_TASK REQUIREMENTS:_
Reproduce exactly the line with "endregion: --- Main" and the lines after it. Stop at the last line of the data and include nothing else.

^^^^^^^^

// region:    --- Imports
use crate::auction::events::AuctionEvent;
use async_trait::async_trait;
use rdkafka::admin::{AdminClient, AdminOptions, NewTopic, TopicReplication};
use rdkafka::client::DefaultClientContext;
use rdkafka::producer::{FutureProducer, FutureRecord};
use rdkafka::ClientConfig;
use std::sync::Arc;
use tracing::{error, info};

// endregion: --- Imports

/// 낙찰 사실 발행 토픽 (결제 서비스가 구독)
pub const WINNER_TOPIC: &str = "auction-winners";

// region:    --- Winner Notifier

/// 낙찰 사실을 외부 결제 서비스로 내보내는 경계 트레이트
/// 스케줄러는 이 트레이트만 알고, 브로커 구현과 분리된다
#[async_trait]
pub trait WinnerNotifier {
    async fn notify_winner(&self, event: &AuctionEvent) -> Result<(), String>;
}

// endregion: --- Winner Notifier

// region:    --- Kafka Producer

#[derive(Clone)]
pub struct KafkaProducer {
    producer: Arc<FutureProducer>,
}

/// KafkaProducer 구현
impl KafkaProducer {
    pub fn new(brokers: &str) -> Self {
        let producer: FutureProducer = ClientConfig::new()
            .set("bootstrap.servers", brokers)
            .set("message.timeout.ms", "5000")
            .create()
            .expect("Producer creation error");

        KafkaProducer {
            producer: Arc::new(producer),
        }
    }

    /// 메시지 전송
    pub async fn send_message(&self, topic: &str, key: &str, value: &str) -> Result<(), String> {
        info!(
            "{:<12} --> Kafka 메시지 전송: topic={}, key={}",
            "Producer", topic, key
        );
        let record = FutureRecord::to(topic).key(key).payload(value);

        self.producer
            .send(record, std::time::Duration::from_secs(0))
            .await
            .map_err(|(e, _)| format!("Error sending message: {:?}", e))?;

        Ok(())
    }
}

#[async_trait]
impl WinnerNotifier for KafkaProducer {
    async fn notify_winner(&self, event: &AuctionEvent) -> Result<(), String> {
        let AuctionEvent::WinnerResolved { auction_id, .. } = event;
        let payload = serde_json::to_string(event).map_err(|e| e.to_string())?;
        self.send_message(WINNER_TOPIC, &auction_id.to_string(), &payload)
            .await
    }
}

// endregion: --- Kafka Producer

// region:    --- Kafka Manager

pub struct KafkaManager {
    producer: Arc<KafkaProducer>,
    brokers: String,
}

impl Default for KafkaManager {
    fn default() -> Self {
        Self::new()
    }
}

/// KafkaManager 구현
impl KafkaManager {
    pub fn new() -> Self {
        let brokers =
            std::env::var("KAFKA_BROKERS").unwrap_or_else(|_| "localhost:9092".to_string());

        let producer = Arc::new(KafkaProducer::new(&brokers));

        KafkaManager { producer, brokers }
    }

    /// 프로듀서 반환
    pub fn get_producer(&self) -> Arc<KafkaProducer> {
        Arc::clone(&self.producer)
    }

    /// 토픽 생성
    pub async fn create_topic(
        &self,
        topic_name: &str,
        num_partitions: i32,
        replication_factor: i32,
    ) -> Result<(), String> {
        info!("{:<12} --> Kafka 토픽 생성 시작: {}", "Manager", topic_name);

        let admin_client: AdminClient<DefaultClientContext> = ClientConfig::new()
            .set("bootstrap.servers", &self.brokers)
            .create()
            .map_err(|e| format!("AdminClient 생성 실패: {:?}", e))?;

        let new_topic = NewTopic::new(
            topic_name,
            num_partitions,
            TopicReplication::Fixed(replication_factor),
        );

        match admin_client
            .create_topics(&[new_topic], &AdminOptions::new())
            .await
        {
            Ok(_) => {
                info!("{:<12} --> Kafka 토픽 생성 성공: {}", "Manager", topic_name);
                Ok(())
            }
            Err(e) => {
                error!("{:<12} --> Kafka 토픽 생성 실패: {:?}", "Manager", e);
                Err(format!("토픽 생성 실패: {:?}", e))
            }
        }
    }
}

// endregion: --- Kafka Manager
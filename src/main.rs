// region:    --- Imports
use crate::database::DatabaseManager;
use crate::message_broker::{KafkaManager, WINNER_TOPIC};
use axum::{
    routing::{get, post},
    Router,
};
use std::sync::Arc;
use tokio::net::TcpListener;
use tower_http::cors::{Any, CorsLayer};
use tracing::{error, info};
// endregion: --- Imports

// region:    --- Modules
mod auction;
mod bidding;
mod database;
mod handlers;
mod message_broker;
mod query;
mod scheduler;

// endregion: --- Modules

// region:    --- Main
#[tokio::main]
async fn main() -> Result<(), Box<dyn std::error::Error>> {
    // logging 초기화
    tracing_subscriber::fmt()
        .with_env_filter(tracing_subscriber::EnvFilter::from_default_env())
        .without_time()
        .with_target(false)
        .init();

    // DatabaseManager 생성
    let db_manager = Arc::new(DatabaseManager::new().await);

    // 데이터베이스 초기화
    if let Err(e) = db_manager.initialize_database().await {
        error!("{:<12} --> 데이터베이스 초기화 실패: {:?}", "Main", e);
        return Err(e.into());
    }
    info!("{:<12} --> 데이터베이스 초기화 성공", "Main");

    // Kafka 매니저 생성 및 낙찰 토픽 준비
    let kafka_manager = Arc::new(KafkaManager::new());
    if let Err(e) = kafka_manager.create_topic(WINNER_TOPIC, 1, 1).await {
        error!("{:<12} --> Kafka 토픽 준비 실패: {:?}", "Main", e);
        return Err(e.into());
    }
    info!("{:<12} --> Kafka 토픽 준비 성공", "Main");

    // 경매 승격/마감 스케줄러 시작
    let scheduler =
        scheduler::AuctionScheduler::new(db_manager.get_pool(), kafka_manager.get_producer());
    scheduler.start().await;

    // 테스트 페이지를 위한 cors 설정
    let cors = CorsLayer::new()
        .allow_origin(Any)
        .allow_methods(Any)
        .allow_headers(Any);

    // 라우터 설정
    let routes_all = Router::new()
        .route(
            "/auctions",
            post(handlers::handle_create_auction).get(handlers::handle_list_auctions),
        )
        .route("/bid", post(handlers::handle_bid))
        .route("/auctions/:id", get(handlers::handle_get_auction))
        .route("/auctions/:id/winner", get(handlers::handle_get_winner))
        .route(
            "/auctions/:id/winner/detail",
            get(handlers::handle_get_winner_detail),
        )
        .route("/bidders/:id/bids", get(handlers::handle_get_my_bids))
        .route("/bidders/:id/wins", get(handlers::handle_get_my_wins))
        .layer(cors)
        .with_state(db_manager);

    // 리스너 생성(로컬 호스트의 3000번 포트를 사용)
    let listener = TcpListener::bind("0.0.0.0:3000").await.unwrap();
    info!(
        "{:<12} --> Web Server: Listening on {}",
        "Main",
        listener.local_addr().unwrap()
    );

    // 서버 실행
    if let Err(err) = axum::serve(listener, routes_all.into_make_service()).await {
        error!("{:<12} --> Server error: {}", "Main", err);
    }
    Ok(())
}
// endregion: --- Main
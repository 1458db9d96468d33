/// 경매 라이프사이클 상태 판정
/// 저장된 상태가 아닌 시간 기준의 순수 함수로 판정한다 (읽기 경로와 스케줄러 공용)
// region:    --- Imports
use chrono::{DateTime, Utc};
use serde::{Deserialize, Serialize};

// endregion: --- Imports

// region:    --- Auction Status

/// 경매 상태 (UPCOMING -> ONGOING -> ENDED, 역방향 전이 없음)
#[derive(Debug, Clone, Copy, PartialEq, Eq, PartialOrd, Ord, Serialize, Deserialize)]
pub enum AuctionStatus {
    Upcoming,
    Ongoing,
    Ended,
}

impl AuctionStatus {
    /// DB 저장용 문자열
    pub fn as_str(&self) -> &'static str {
        match self {
            AuctionStatus::Upcoming => "UPCOMING",
            AuctionStatus::Ongoing => "ONGOING",
            AuctionStatus::Ended => "ENDED",
        }
    }
}

/// 현재 시각과 경매 일정으로 상태를 판정
/// 입찰 구간은 [start, end) 반개구간: end 도달 시점부터 종료로 본다
pub fn evaluate_status(
    now: DateTime<Utc>,
    start: DateTime<Utc>,
    end: DateTime<Utc>,
) -> AuctionStatus {
    if end <= now {
        AuctionStatus::Ended
    } else if start <= now {
        AuctionStatus::Ongoing
    } else {
        AuctionStatus::Upcoming
    }
}

// endregion: --- Auction Status

// region:    --- Tests


// endregion: --- Tests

^^^^^^^^

_WRITTEN RESPONSE:_
// endregion: --- Main
repository 1458db9d96468d33
/// 경매 라이프사이클 상태 판정
/// 저장된 상태가 아닌 시간 기준의 순수 함수로 판정한다 (읽기 경로와 스케줄러 공용)
// region:    --- Imports
use chrono::{DateTime, Utc};
use serde::{Deserialize, Serialize};

// endregion: --- Imports

// region:    --- Auction Status

/// 경매 상태 (UPCOMING -> ONGOING -> ENDED, 역방향 전이 없음)
#[derive(Debug, Clone, Copy, PartialEq, Eq, PartialOrd, Ord, Serialize, Deserialize)]
pub enum AuctionStatus {
    Upcoming,
    Ongoing,
    Ended,
}

impl AuctionStatus {
    /// DB 저장용 문자열
    pub fn as_str(&self) -> &'static str {
        match self {
            AuctionStatus::Upcoming => "UPCOMING",
            AuctionStatus::Ongoing => "ONGOING",
            AuctionStatus::Ended => "ENDED",
        }
    }
}

/// 현재 시각과 경매 일정으로 상태를 판정
/// 입찰 구간은 [start, end) 반개구간: end 도달 시점부터 종료로 본다
pub fn evaluate_status(
    now: DateTime<Utc>,
    start: DateTime<Utc>,
    end: DateTime<Utc>,
) -> AuctionStatus {
    if end <= now {
        AuctionStatus::Ended
    } else if start <= now {
        AuctionStatus::Ongoing
    } else {
        AuctionStatus::Upcoming
    }
}

// endregion: --- Auction Status

// region:    --- Tests


// endregion: --- Tests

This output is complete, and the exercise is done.